Signed-off-by: Xe Iaso <me@xeiaso.net>

---------

Signed-off-by: Xe Iaso <me@xeiaso.net>
---
 .github/actions/spelling/allow.txt | 2 ++
 data/botPolicies.yaml              | 3 +++
 data/crawlers/xai.yaml             | 8 ++++++++
 data/meta/default-config.yaml      | 3 +++
 docs/docs/CHANGELOG.md             | 1 +
 5 files changed, 17 insertions(+)
 create mode 100644 data/crawlers/xai.yaml

diff --git a/.github/actions/spelling/allow.txt b/.github/actions/spelling/allow.txt
index 2279616f..e5d21c7e 100644
--- a/.github/actions/spelling/allow.txt
+++ b/.github/actions/spelling/allow.txt
@@ -45,3 +45,5 @@ AWOO
 firewalls
 bindhosts
 handrolled
+xai
+gitlab
diff --git a/data/botPolicies.yaml b/data/botPolicies.yaml
index d6d3671e..33c91df6 100644
--- a/data/botPolicies.yaml
+++ b/data/botPolicies.yaml
@@ -41,6 +41,9 @@ bots:
   # Challenge Firefox AI previews
   - import: (data)/clients/x-firefox-ai.yaml
 
+  # x.ai has a scraper that is killing gitlab instances
+  - import: (data)/crawlers/xai.yaml
+
   # Allow common "keeping the internet working" routes (well-known, favicon, robots.txt)
   - import: (data)/common/keep-internet-working.yaml
 
diff --git a/data/crawlers/xai.yaml b/data/crawlers/xai.yaml
new file mode 100644
index 00000000..bb7b7269
--- /dev/null
+++ b/data/crawlers/xai.yaml
@@ -0,0 +1,8 @@
+- name: xai-crawler-and-asn
+  action: DENY
+  user_agent_regex: code-review-sourcing.*\+xai-research
+  remote_addresses:
+    - 69.12.56.0/12
+- name: xai-crawler-user-agent
+  action: DENY
+  user_agent_regex: code-review-sourcing.*\+xai-research
diff --git a/data/meta/default-config.yaml b/data/meta/default-config.yaml
index 73e8a0d2..c9357613 100644
--- a/data/meta/default-config.yaml
+++ b/data/meta/default-config.yaml
@@ -25,6 +25,9 @@
 # Challenge Firefox AI previews
 - import: (data)/clients/x-firefox-ai.yaml
 
+# x.ai has a scraper that is killing gitlab instances
+- import: (data)/crawlers/xai.yaml
+
 # Allow common "keeping the internet working" routes (well-known, favicon, robots.txt)
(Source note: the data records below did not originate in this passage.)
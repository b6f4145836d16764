use std::sync::Arc;

use thiserror::Error;

use crate::infra::{ApiClient, ApiError};

pub const BACKEND_SERVER_ENV: &str = "BACKEND_SERVER";
pub const BACKEND_PORT_ENV: &str = "BACKEND_PORT";

#[derive(Debug, Error)]
pub enum ConfigError {
    #[error("BACKEND_SERVER must not be empty")]
    EmptyHost,

    #[error("BACKEND_PORT is not a valid port: {value:?}")]
    InvalidPort { value: String },

    #[error("Failed to read .env file: {0}")]
    EnvFile(#[from] dotenvy::Error),
}

/// Backend location, read once at startup.
#[derive(Clone, Debug, PartialEq, Eq)]
pub struct ClientConfig {
    pub backend_host: Arc<str>,
    pub backend_port: u16,
}

impl Default for ClientConfig {
    fn default() -> Self {
        Self::new(Self::DEFAULT_HOST, Self::DEFAULT_PORT)
    }
}

impl ClientConfig {
    pub const DEFAULT_HOST: &'static str = "localhost";
    pub const DEFAULT_PORT: u16 = 8000;

    pub fn new(host: impl Into<String>, port: u16) -> Self {
        Self {
            backend_host: Arc::from(host.into()),
            backend_port: port,
        }
    }

    /// Read `BACKEND_SERVER` / `BACKEND_PORT`, loading a `.env` file first
    /// when one is present.
    pub fn from_environment() -> Result<Self, ConfigError> {
        let loaded = dotenvy::dotenv().map(|_| true).or_else(|err| match err {
            dotenvy::Error::Io(_) => Ok(false),
            _ => Err(err),
        })?;
        if loaded {
            log::debug!("[Config] Loaded variables from .env");
        }

        Self::from_lookup(|key| std::env::var(key).ok())
    }

    /// Build from an arbitrary variable source; unset variables fall back
    /// to the defaults.
    pub fn from_lookup<F>(lookup: F) -> Result<Self, ConfigError>
    where
        F: Fn(&str) -> Option<String>,
    {
        let host = match lookup(BACKEND_SERVER_ENV) {
            Some(host) if host.trim().is_empty() => {
                return Err(ConfigError::EmptyHost);
            }
            Some(host) => host.trim().to_string(),
            None => Self::DEFAULT_HOST.to_string(),
        };

        let port = match lookup(BACKEND_PORT_ENV) {
            Some(raw) => raw
                .trim()
                .parse::<u16>()
                .ok()
                .filter(|port| *port != 0)
                .ok_or(ConfigError::InvalidPort { value: raw })?,
            None => Self::DEFAULT_PORT,
        };

        Ok(Self::new(host, port))
    }

    pub fn base_url(&self) -> String {
        format!("http://{}:{}", self.backend_host, self.backend_port)
    }

    pub fn api_client(&self) -> Result<ApiClient, ApiError> {
        ApiClient::new(self.base_url())
    }
}
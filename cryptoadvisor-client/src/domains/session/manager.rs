//! Session lifecycle: seed, poll, write-through, logout

use std::sync::Arc;
use std::time::Duration;

use cryptoadvisor_model::{Balance, OwnerId, SessionRecord};
use log::{info, warn};
use parking_lot::Mutex;
use thiserror::Error;
use tokio::sync::mpsc;
use tokio::task::JoinHandle;

use super::storage::SessionStorage;
use crate::common::{CrossDomainEvent, EventBus, Subscription};
use crate::domains::wallet::{BalanceStore, PollError, PollScheduler};
use crate::infra::services::WalletApi;

#[derive(Debug, Error)]
pub enum SessionError {
    /// No stored session; the caller should route to login.
    #[error("No active session - please login")]
    NotAuthenticated,

    #[error("Session storage error: {0}")]
    Storage(String),

    #[error(transparent)]
    Poll(#[from] PollError),
}

impl From<anyhow::Error> for SessionError {
    fn from(err: anyhow::Error) -> Self {
        SessionError::Storage(format!("{err:#}"))
    }
}

/// One logged-in user's balance store, poller and persisted seed.
///
/// Every applied balance mutation is published on the bus and written
/// through to storage by a background writer.
#[derive(Debug)]
pub struct Session {
    profile: SessionRecord,
    store: Arc<BalanceStore>,
    poller: PollScheduler,
    bus: EventBus,
    storage: SessionStorage,
    subscriptions: Mutex<Vec<Subscription>>,
    writer: Mutex<Option<JoinHandle<()>>>,
}

impl Session {
    /// Begin a session for a freshly logged-in user and persist its record.
    pub async fn start(
        record: SessionRecord,
        api: Arc<dyn WalletApi>,
        storage: SessionStorage,
        bus: EventBus,
    ) -> Result<Self, SessionError> {
        storage.save(&record).await?;
        Ok(Self::open(record, api, storage, bus))
    }

    /// Continue the stored session, seeding the balance from the record.
    pub async fn resume(
        api: Arc<dyn WalletApi>,
        storage: SessionStorage,
        bus: EventBus,
    ) -> Result<Self, SessionError> {
        match storage.load().await? {
            Some(record) => Ok(Self::open(record, api, storage, bus)),
            None => Err(SessionError::NotAuthenticated),
        }
    }

    fn open(
        record: SessionRecord,
        api: Arc<dyn WalletApi>,
        storage: SessionStorage,
        bus: EventBus,
    ) -> Self {
        let owner = record.owner_id.clone();
        let store = Arc::new(BalanceStore::new(
            owner.clone(),
            api,
            Balance::seeded(record.wallet_balance),
        ));
        let poller =
            PollScheduler::new(Arc::clone(&store)).with_bus(bus.clone());

        let (tx, rx) = mpsc::unbounded_channel();
        let writer = tokio::spawn(write_through(storage.clone(), rx));

        let publish = {
            let bus = bus.clone();
            let owner = owner.clone();
            store.subscribe(move |balance| {
                bus.emit(CrossDomainEvent::BalanceChanged {
                    owner: owner.clone(),
                    balance: *balance,
                });
            })
        };
        let persist = {
            let profile = record.clone();
            store.subscribe(move |balance: &Balance| {
                let mut snapshot = profile.clone();
                snapshot.wallet_balance = balance.value;
                snapshot.stored_at = chrono::Utc::now();
                // Closed only while shutting down.
                let _ = tx.send(snapshot);
            })
        };

        info!(
            "[Session] Started for {} with seed {:.2}",
            owner, record.wallet_balance
        );
        bus.emit(CrossDomainEvent::SessionStarted { owner });

        Self {
            profile: record,
            store,
            poller,
            bus,
            storage,
            subscriptions: Mutex::new(vec![publish, persist]),
            writer: Mutex::new(Some(writer)),
        }
    }

    pub fn owner(&self) -> &OwnerId {
        &self.profile.owner_id
    }

    /// Profile fields as they were when the session began.
    pub fn profile(&self) -> &SessionRecord {
        &self.profile
    }

    pub fn store(&self) -> &Arc<BalanceStore> {
        &self.store
    }

    pub fn bus(&self) -> &EventBus {
        &self.bus
    }

    pub fn poller(&self) -> &PollScheduler {
        &self.poller
    }

    pub fn start_polling(
        &self,
        interval: Duration,
    ) -> Result<(), SessionError> {
        self.poller.start(self.owner(), interval)?;
        Ok(())
    }

    /// Stop background work and flush pending writes, keeping the stored
    /// record for the next resume.
    pub async fn close(self) {
        self.shutdown().await;
        info!("[Session] Closed for {}", self.owner());
    }

    /// Logout: stop background work, clear persisted state and announce the
    /// end of the session.
    pub async fn end(self) -> Result<(), SessionError> {
        self.shutdown().await;
        self.storage.clear().await?;
        info!("[Session] Ended for {}", self.owner());
        self.bus.emit(CrossDomainEvent::SessionEnded {
            owner: self.owner().clone(),
        });
        Ok(())
    }

    async fn shutdown(&self) {
        self.poller.stop().await;
        // Dropping the store subscriptions closes the writer's channel.
        self.subscriptions.lock().clear();
        let writer = self.writer.lock().take();
        if let Some(writer) = writer
            && let Err(err) = writer.await
        {
            warn!("[Session] Session writer did not finish cleanly: {}", err);
        }
    }
}

async fn write_through(
    storage: SessionStorage,
    mut rx: mpsc::UnboundedReceiver<SessionRecord>,
) {
    while let Some(mut record) = rx.recv().await {
        // Only the newest snapshot matters.
        while let Ok(newer) = rx.try_recv() {
            record = newer;
        }
        if let Err(err) = storage.save(&record).await {
            warn!("[Session] Failed to persist balance: {:#}", err);
        }
    }
}
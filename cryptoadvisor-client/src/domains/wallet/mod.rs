//! Wallet domain
//!
//! Deposit validation, the session balance store and its background poller.

pub mod errors;
pub mod poller;
pub mod store;
pub mod validator;

pub use errors::{DepositRejection, WalletError};
pub use poller::{PollError, PollScheduler, PollStats};
pub use store::{BalanceStore, RefreshOutcome};
pub use validator::{DepositRequest, DepositValidator, validate};
//! Inputs accepted by a carousel controller

/// Navigation keys a carousel reacts to. Everything else is `Other`.
#[derive(Debug, Clone, Copy, PartialEq, Eq, Hash)]
pub enum NavKey {
    ArrowLeft,
    ArrowRight,
    Other,
}

impl NavKey {
    /// Map a DOM-style key name.
    pub fn from_name(name: &str) -> Self {
        match name {
            "ArrowLeft" => NavKey::ArrowLeft,
            "ArrowRight" => NavKey::ArrowRight,
            _ => NavKey::Other,
        }
    }
}

#[derive(Debug, Clone, Copy, PartialEq, Eq)]
pub enum CarouselMessage {
    // Navigation
    NextPage,
    PrevPage,
    GoTo(i64),
    Key(NavKey),

    // Presentation
    ToggleExpand(usize),
    ToggleAutoplay,
    SetPageSize(usize),
}
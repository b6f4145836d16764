//! Core data model definitions shared across CryptoAdvisor crates.
#![allow(missing_docs)]

#[cfg(feature = "chrono")]
pub use ::chrono;

pub mod balance;
pub mod error;
pub mod ids;
pub mod market;
pub mod session;

pub use balance::{Balance, BalanceSource, MAX_BALANCE, Sequence};
pub use error::{ModelError, Result as ModelResult};
pub use ids::OwnerId;
pub use market::{MarketCard, RiskLevel};
pub use session::SessionRecord;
 - import: (data)/common/keep-internet-working.yaml
 
diff --git a/docs/docs/CHANGELOG.md b/docs/docs/CHANGELOG.md
index 0647316c..3c0b72c8 100644
--- a/docs/docs/CHANGELOG.md
+++ b/docs/docs/CHANGELOG.md
@@ -30,6 +30,7 @@ and this project adheres to [Semantic Versioning](https://semver.org/spec/v2.0.0
 - Fix a bug in the dataset poisoning maze that could allow denial of service [#1580](https://github.com/TecharoHQ/anubis/issues/1580).
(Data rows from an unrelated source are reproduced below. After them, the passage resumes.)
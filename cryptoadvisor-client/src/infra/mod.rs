//! Infrastructure module containing the HTTP client and shared utilities
//!
//! This module provides foundational services used across all domains

pub mod api_client;
pub mod api_types;
pub mod constants;
pub mod errors;
pub mod services;

pub mod testing;

// Re-export commonly used items
pub use api_client::ApiClient;
pub use errors::ApiError;
pub use services::WalletApi;
//! Tuning constants shared across domains. Adjust here so every consumer
//! picks up the same values.

use std::time::Duration;

pub mod wallet {
    use super::Duration;

    /// Background balance refresh cadence.
    pub const POLL_INTERVAL: Duration = Duration::from_millis(500);

    /// Preset deposit shortcuts offered next to the amount field.
    pub const QUICK_AMOUNTS: [f64; 5] =
        [100.0, 500.0, 1_000.0, 2_500.0, 5_000.0];
}

pub mod carousel {
    use super::Duration;

    /// Delay between autoplay page advances.
    pub const AUTOPLAY_INTERVAL: Duration = Duration::from_secs(5);

    /// Cards shown by the home page's top-markets carousel.
    pub const TOP_MARKETS_LEN: usize = 5;
}

pub mod http {
    use super::Duration;

    pub const REQUEST_TIMEOUT: Duration = Duration::from_secs(30);
}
 - Add config option to add ASN to logs/metrics.
 - Log weight when issuing challenge.
+- Block x.ai's crawler for code review training.
 - Gate pprof endpoints behind `metrics.debug` in the policy file.
 - Limit naive honeypot r9k delay to one second.
 - Fix an obscure case where adding query values to a subrequest match could cause an invalid rule match when using path based matching for protected resources.